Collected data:
-=-=-
/*
 * This Source Code Form is subject to the terms of the Mozilla Public
 * License, v. 2.0. If a copy of the MPL was not distributed with this
 * file, You can obtain one at https://mozilla.org/MPL/2.0/.
 */

use rand::{CryptoRng, RngCore};
use zeroize::Zeroize;

use crate::internal_common::*;
use super::signature_utils::*;

///An unlinkable ring signature.
///
///SAG stands for "Spontaneous Anonymous Group (signature)".
///It proves that one member of a ring signed the message without revealing which one,
///and two signatures by the same key cannot be linked to each other.
///
///`c_0` is the challenge entering ring position 0,
///and `s` holds one response per ring member, in ring order.
#[derive(Debug, Clone, Serialize, Deserialize, PartialEq, Eq)]
pub struct SAGSignature {
    #[serde(rename = "c0")]
    c_0: Scalar,
    s: Vec<Scalar>

} impl SAGSignature {
    ///Create a signature given a ring, a private key whose public key is in the ring, and a message.
    ///
    ///The signer's position is found by matching the private key against the ring.
    ///Return a SAG signature if signing was successful,
    ///or `SignatureError` if an error occurred.
    pub fn sign<R: RngCore + CryptoRng>(
        ring: &Ring, secret: &Scalar, msg: &[u8], rng: &mut R
    ) -> Result<Self, SignatureError> {
        check_ring_size(ring)?;
        let (j, key) = locate_signer(ring, secret, None)?;
        return Self::sign_internal(ring, j, key, msg, rng)
    }

    ///Same as `sign`, except the signer's position is given explicitly.
    ///
    ///Returns `SignatureError::KeyMismatch` if the private key does not belong to `ring[index]`.
    pub fn sign_at<R: RngCore + CryptoRng>(
        ring: &Ring, secret: &Scalar, index: usize, msg: &[u8], rng: &mut R
    ) -> Result<Self, SignatureError> {
        check_ring_size(ring)?;
        let (j, key) = locate_signer(ring, secret, Some(index))?;
        return Self::sign_internal(ring, j, key, msg, rng)
    }

    ///Internal signing function.
    fn sign_internal<R: RngCore + CryptoRng>(
        ring: &Ring, j: usize, mut key: Scalar, msg: &[u8], rng: &mut R
    ) -> Result<Self, SignatureError> {
        let n = ring.len();
        let m = create_message(&ring.encoded(), None, msg);

        //s[j] doubles as the secret nonce until the ring is closed
        let mut s = derive_nonces(&key, &m, n, rng)?;
        let mut alpha = s[j];

        //compute starting values
        let mut left = CurvePoint::mul_base(&alpha);

        let mut c_i = Scalar::ONE;
        let mut c_0 = c_i;
        let mut i = j;
        for _ in 0..n {
            i = (i + 1) % n;

            c_i = sag_challenge(&m, i, &left);

            if i == 0 { c_0 = c_i }
            if i == j { break }

            //(s[i] * G) + (c[i] * ring[i])
            left = CurvePoint::mul_base_add(&s[i], &c_i, &ring.0[i].to_point());
        }
        s[j] = alpha.sub(&c_i.mul(&key));

        alpha.zeroize();
        key.zeroize();

        return Ok(Self{c_0, s})
    }

    ///Given a SAG signature, a ring, and a message, check if it's valid.
    ///
    ///The ring must be in the **exact** same order as when it was signed.
    ///An invalid signature is a normal outcome and returns `false`,
    ///as do rings smaller than `MIN_RING_SIZE` and response counts which don't match the ring.
    pub fn verify(signature: &SAGSignature, ring: &Ring, msg: &[u8]) -> bool {
        let SAGSignature{c_0, s} = signature;
        let n = ring.len();

        if n < MIN_RING_SIZE || s.len() != n {
            return false
        }

        let m = create_message(&ring.encoded(), None, msg);

        //travel around the ring
        let mut c_i = *c_0;
        for i in 0..n {
            //(s[i] * G) + (c[i] * ring[i])
            let left = CurvePoint::mul_base_add(&s[i], &c_i, &ring.0[i].to_point());
            c_i = sag_challenge(&m, (i + 1) % n, &left);
        }
        //check if we end up back where we started
        return c_i == *c_0
    }

    ///Assemble a signature from its parts.
    pub fn from_parts(c_0: Scalar, s: Vec<Scalar>) -> Self {
        return Self{c_0, s}
    }

    ///Decode a signature from a hex encoded `c_0` and hex encoded responses.
    ///
    ///Returns `SignatureError::InvalidFormat` for anything which is not a canonical 32 byte scalar.
    pub fn from_hex<S: AsRef<str>>(c_0: &str, s: &[S]) -> Result<Self, SignatureError> {
        return Ok(Self{
            c_0: Scalar::from_hex(c_0)?,
            s: responses_from_hex(s)?
        })
    }

    pub fn c_0(&self) -> &Scalar {
        return &self.c_0
    }

    ///The responses, one per ring member.
    pub fn s(&self) -> &[Scalar] {
        return &self.s
    }

    ///The number of ring members this signature was made for.
    pub fn ring_size(&self) -> usize {
        return self.s.len()
    }

    pub fn c_0_hex(&self) -> String {
        return self.c_0.to_hex()
    }

    pub fn s_hex(&self) -> Vec<String> {
        return self.s.iter().map(|s_i| s_i.to_hex()).collect()
    }

} #[cfg(feature = "to_bytes")] impl ToBytes<'_> for SAGSignature {}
-=-=-
Aim of the exercise:
Nothing but the lines from the top of the records down to the line with "is the challenge" belongs in the answer; repeat them exactly.

Solution below:
/*
 * This Source Code Form is subject to the terms of the Mozilla Public
 * License, v. 2.0. If a copy of the MPL was not distributed with this
 * file, You can obtain one at https://mozilla.org/MPL/2.0/.
 */

use rand::{CryptoRng, RngCore};
use zeroize::Zeroize;

use crate::internal_common::*;
use super::signature_utils::*;

///An unlinkable ring signature.
///
///SAG stands for "Spontaneous Anonymous Group (signature)".
///It proves that one member of a ring signed the message without revealing which one,
///and two signatures by the same key cannot be linked to each other.
///
///`c_0` is the challenge entering ring position 0,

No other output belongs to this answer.